I have been pondering giving Brycen Melatonin supplements at night to help with his sleep. He has never been the best sleeper...but now it is making sense as to why he will wake around 2 or 3am and seem like he is ready for the day. If he does sleep "through the night," it usually doesn't last past 5-5:30am. I have messed with his bedtime and routine, activities prior to bed, decreased sugar in his diet, and shortened & lengthened nap time to try to find an easier solution to no avail. So, I wanted to research the use of Melatonin and children with Autism, but was lacking time and patience in the last few weeks to sort through all the articles on the internet. Mike has a wonderful and caring high-school classmate (Virginia) that did this for me...without even asking her! Neither Brycen nor I have even met her and it has been years since Mike has talked to her, so I am very grateful for her help with this and the interest she has taken with Brycen!

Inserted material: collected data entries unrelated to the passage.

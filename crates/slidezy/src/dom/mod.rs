//! Imperative slider mounted on an existing container element.
//!
//! # Design
//! - Shared widget state sits in `Rc<RefCell<_>>`; listeners and timers hold
//!   `Weak` handles so they never keep a disposed widget alive.
//! - Every visual change goes through [`Render`] values produced by
//!   [`Slider`]; this module only applies them.
//! - A fired settle timeout is left in place and replaced by the next move,
//!   so callbacks never drop the closure they are running in.

pub mod bindings;

use std::cell::RefCell;
use std::mem;
use std::rc::{Rc, Weak};

use gloo::console;
use gloo::events::EventListener;
use gloo_timers::callback::{Interval, Timeout};
use wasm_bindgen::{JsCast, JsValue};
use web_sys::{Document, Element, HtmlElement};

use crate::classes;
use crate::logic::autoplay::AutoplayTimer;
use crate::logic::config::SlidezyOptions;
use crate::logic::error::SlidezyError;
use crate::logic::layout::PanelSource;
use crate::logic::machine::{MoveOutcome, Render, Slider};
use crate::logic::render::flex_basis_css;

type Shared = Rc<RefCell<Widget>>;

/// Slider bound to a container in the live document.
pub struct Slidezy {
    inner: Shared,
}

struct Widget {
    slider: Slider,
    step: isize,
    autoplay_timeout: u32,
    track: HtmlElement,
    dots: Vec<Element>,
    autoplay: AutoplayTimer<Interval>,
    settle: Option<Timeout>,
    listeners: Vec<EventListener>,
    disposed: bool,
}

impl Slidezy {
    /// Build the slider inside the element matching `selector`.
    ///
    /// Failures are logged to the browser console before being returned.
    ///
    /// # Errors
    /// Returns [`SlidezyError::ContainerNotFound`] when nothing matches
    /// `selector`, [`SlidezyError::ControlNotFound`] when an external control
    /// selector matches nothing, [`SlidezyError::InvalidItems`] for invalid
    /// options and [`SlidezyError::Dom`] when the browser rejects a DOM call.
    pub fn mount(selector: &str, options: &SlidezyOptions) -> Result<Self, SlidezyError> {
        let mounted = build(selector, options);
        match &mounted {
            Ok(_) => console::debug!("slidezy mounted", selector),
            Err(err) => console::error!("slidezy:", err.to_string()),
        }
        mounted.map(|inner| Self { inner })
    }

    /// Move by `step` panels. Ignored while a move is still animating.
    pub fn move_slide(&self, step: isize) {
        move_slide(&self.inner, step);
    }

    /// Current index into the padded track.
    #[must_use]
    pub fn current_index(&self) -> usize {
        self.inner.borrow().slider.current_index()
    }

    /// Whether a move is still animating.
    #[must_use]
    pub fn is_animating(&self) -> bool {
        self.inner.borrow().slider.is_animating()
    }

    /// Stop autoplay, cancel a pending settle and detach every listener.
    ///
    /// The built DOM stays in place. Calling this twice is harmless.
    pub fn dispose(&self) {
        let released = {
            let mut widget = self.inner.borrow_mut();
            if widget.disposed {
                return;
            }
            widget.disposed = true;
            widget.slider.dispose();
            (
                mem::take(&mut widget.listeners),
                widget.settle.take(),
                widget.autoplay.stop(),
            )
        };
        drop(released);
        console::debug!("slidezy disposed");
    }
}

impl Widget {
    fn apply(&self, render: Render) {
        let style = self.track.style();
        let frame = render.frame;
        if let Err(err) = style
            .set_property("transition", &frame.transition_css())
            .and_then(|()| style.set_property("transform", &frame.transform_css()))
        {
            console::error!("slidezy: track style update failed", err);
        }
        if let Some(page) = render.active_page {
            for (idx, dot) in self.dots.iter().enumerate() {
                if let Err(err) = dot.class_list().toggle_with_force(classes::ACTIVE, idx == page) {
                    console::error!("slidezy: dot update failed", err);
                }
            }
        }
    }
}

fn build(selector: &str, options: &SlidezyOptions) -> Result<Shared, SlidezyError> {
    options.validate()?;
    let document = gloo::utils::document();
    let container =
        query(&document, selector)?.ok_or_else(|| SlidezyError::ContainerNotFound {
            selector: selector.to_string(),
        })?;
    // external controls resolve before the container is touched
    let [prev_selector, next_selector] = options.external_controls();
    let mut external = [
        resolve_control(&document, prev_selector)?,
        resolve_control(&document, next_selector)?,
    ];
    let originals = children(&container);
    let slider = Slider::new(originals.len(), options);

    add_class(&container, classes::WRAPPER)?;
    let content = create(&document, "div", classes::CONTENT)?;
    append(&container, &content)?;

    let track = create(&document, "div", classes::TRACK)?
        .dyn_into::<HtmlElement>()
        .map_err(|_| dom_error("track cast", &JsValue::NULL))?;
    let basis = flex_basis_css(slider.layout().items());
    for source in slider.layout().panels() {
        let panel = panel_for(&originals, source)?;
        add_class(&panel, classes::SLIDE)?;
        if let Some(html) = panel.dyn_ref::<HtmlElement>() {
            html.style()
                .set_property("flex-basis", &basis)
                .map_err(|err| dom_error("panel flex-basis", &err))?;
        }
        append(&track, &panel)?;
    }
    append(&content, &track)?;

    let controls = if options.controls {
        let [prev_label, next_label] = &options.control_text;
        Some((
            control(
                &document,
                &content,
                external[0].take(),
                prev_label,
                classes::PREV,
            )?,
            control(
                &document,
                &content,
                external[1].take(),
                next_label,
                classes::NEXT,
            )?,
        ))
    } else {
        None
    };

    let nav = create(&document, "div", classes::NAV)?;
    let mut dots = Vec::with_capacity(slider.layout().page_count());
    for page in 0..slider.layout().page_count() {
        let dot = create(&document, "button", classes::DOT)?;
        if page == 0 {
            add_class(&dot, classes::ACTIVE)?;
        }
        append(&nav, &dot)?;
        dots.push(dot);
    }
    append(&container, &nav)?;

    let step = options.step();
    let shared = Rc::new(RefCell::new(Widget {
        slider,
        step,
        autoplay_timeout: options.auto_play_timeout,
        track,
        dots: dots.clone(),
        autoplay: AutoplayTimer::new(options.auto_play_hover_pause),
        settle: None,
        listeners: Vec::new(),
        disposed: false,
    }));

    let mut listeners = Vec::new();
    if let Some((prev, next)) = &controls {
        let back = step.saturating_neg();
        listeners.push(listen(prev, "click", &shared, move |shared| {
            move_slide(shared, back);
        }));
        listeners.push(listen(next, "click", &shared, move |shared| {
            move_slide(shared, step);
        }));
    }
    for (page, dot) in dots.iter().enumerate() {
        listeners.push(listen(dot, "click", &shared, move |shared| {
            jump_to_page(shared, page);
        }));
    }
    if options.auto_play {
        start_autoplay(&shared);
        if options.auto_play_hover_pause {
            listeners.push(listen(&container, "mouseenter", &shared, pause_autoplay));
            listeners.push(listen(&container, "mouseleave", &shared, resume_autoplay));
        }
    }

    {
        let mut widget = shared.borrow_mut();
        widget.listeners = listeners;
        let render = widget.slider.initial_render();
        widget.apply(render);
    }
    Ok(shared)
}

fn move_slide(shared: &Shared, step: isize) {
    let weak = Rc::downgrade(shared);
    let mut widget = shared.borrow_mut();
    if widget.disposed {
        return;
    }
    let MoveOutcome::Started(render) = widget.slider.move_slide(step) else {
        return;
    };
    widget.apply(render);
    let delay = widget.slider.speed();
    widget.settle = Some(Timeout::new(delay, move || {
        if let Some(shared) = weak.upgrade() {
            settle(&shared);
        }
    }));
}

fn settle(shared: &Shared) {
    let mut widget = shared.borrow_mut();
    if let Some(render) = widget.slider.settle() {
        widget.apply(render);
    }
}

fn jump_to_page(shared: &Shared, page: usize) {
    let mut widget = shared.borrow_mut();
    if widget.disposed {
        return;
    }
    if let Some(render) = widget.slider.jump_to_page(page) {
        widget.apply(render);
    }
}

fn start_autoplay(shared: &Shared) {
    let arm = autoplay_arm(shared);
    let mut widget = shared.borrow_mut();
    if !widget.disposed {
        widget.autoplay.start(arm);
    }
}

fn pause_autoplay(shared: &Shared) {
    let stopped = shared.borrow_mut().autoplay.pointer_enter();
    drop(stopped);
}

fn resume_autoplay(shared: &Shared) {
    let arm = autoplay_arm(shared);
    let mut widget = shared.borrow_mut();
    if !widget.disposed {
        widget.autoplay.pointer_leave(arm);
    }
}

fn autoplay_arm(shared: &Shared) -> impl FnOnce() -> Interval + 'static {
    let weak = Rc::downgrade(shared);
    let (timeout, step) = {
        let widget = shared.borrow();
        (widget.autoplay_timeout, widget.step)
    };
    move || {
        Interval::new(timeout, move || {
            if let Some(shared) = weak.upgrade() {
                move_slide(&shared, step);
            }
        })
    }
}

fn listen(
    target: &Element,
    event: &'static str,
    shared: &Shared,
    action: impl Fn(&Shared) + 'static,
) -> EventListener {
    let weak: Weak<RefCell<Widget>> = Rc::downgrade(shared);
    EventListener::new(target, event, move |_event| {
        if let Some(shared) = weak.upgrade() {
            action(&shared);
        }
    })
}

fn resolve_control(
    document: &Document,
    selector: Option<&str>,
) -> Result<Option<Element>, SlidezyError> {
    let Some(selector) = selector else {
        return Ok(None);
    };
    query(document, selector)?
        .map(Some)
        .ok_or_else(|| SlidezyError::ControlNotFound {
            selector: selector.to_string(),
        })
}

fn control(
    document: &Document,
    content: &Element,
    external: Option<Element>,
    label: &str,
    class: &str,
) -> Result<Element, SlidezyError> {
    if let Some(element) = external {
        return Ok(element);
    }
    let button = create(document, "button", class)?;
    button.set_text_content(Some(label));
    append(content, &button)?;
    Ok(button)
}

fn panel_for(originals: &[Element], source: PanelSource) -> Result<Element, SlidezyError> {
    let original = originals
        .get(source.source())
        .ok_or_else(|| dom_error("panel lookup", &JsValue::NULL))?;
    match source {
        PanelSource::Real(_) => Ok(original.clone()),
        PanelSource::Clone(_) => original
            .clone_node_with_deep(true)
            .map_err(|err| dom_error("clone panel", &err))?
            .dyn_into::<Element>()
            .map_err(|_| dom_error("clone cast", &JsValue::NULL)),
    }
}

fn query(document: &Document, selector: &str) -> Result<Option<Element>, SlidezyError> {
    document
        .query_selector(selector)
        .map_err(|_| SlidezyError::InvalidSelector {
            selector: selector.to_string(),
        })
}

fn children(container: &Element) -> Vec<Element> {
    let collection = container.children();
    (0..collection.length())
        .filter_map(|idx| collection.item(idx))
        .collect()
}

fn create(document: &Document, tag: &str, class: &str) -> Result<Element, SlidezyError> {
    let element = document
        .create_element(tag)
        .map_err(|err| dom_error("create element", &err))?;
    element.set_class_name(class);
    Ok(element)
}

fn add_class(element: &Element, class: &str) -> Result<(), SlidezyError> {
    element
        .class_list()
        .add_1(class)
        .map_err(|err| dom_error("add class", &err))
}

fn append(parent: &Element, child: &Element) -> Result<(), SlidezyError> {
    parent
        .append_child(child)
        .map(|_| ())
        .map_err(|err| dom_error("append child", &err))
}

fn dom_error(operation: &'static str, err: &JsValue) -> SlidezyError {
    SlidezyError::Dom {
        operation,
        detail: format!("{err:?}"),
    }
}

So, tonight is the first night! Right now, I only have tabs that I will need to crush and give him in pudding, so I am hoping he goes for that. If it seems like it works (may take weeks to be able to tell) I plan to order the liquid that I can add to his juice with bedtime snack. I think if we can extend his sleep during the night, not only will he be more rested and it may decrease the frequent behaviors during the day, but we will definitely be more rested and will have more patience to deal with those frequent behaviors during the day! WISH US LUCK!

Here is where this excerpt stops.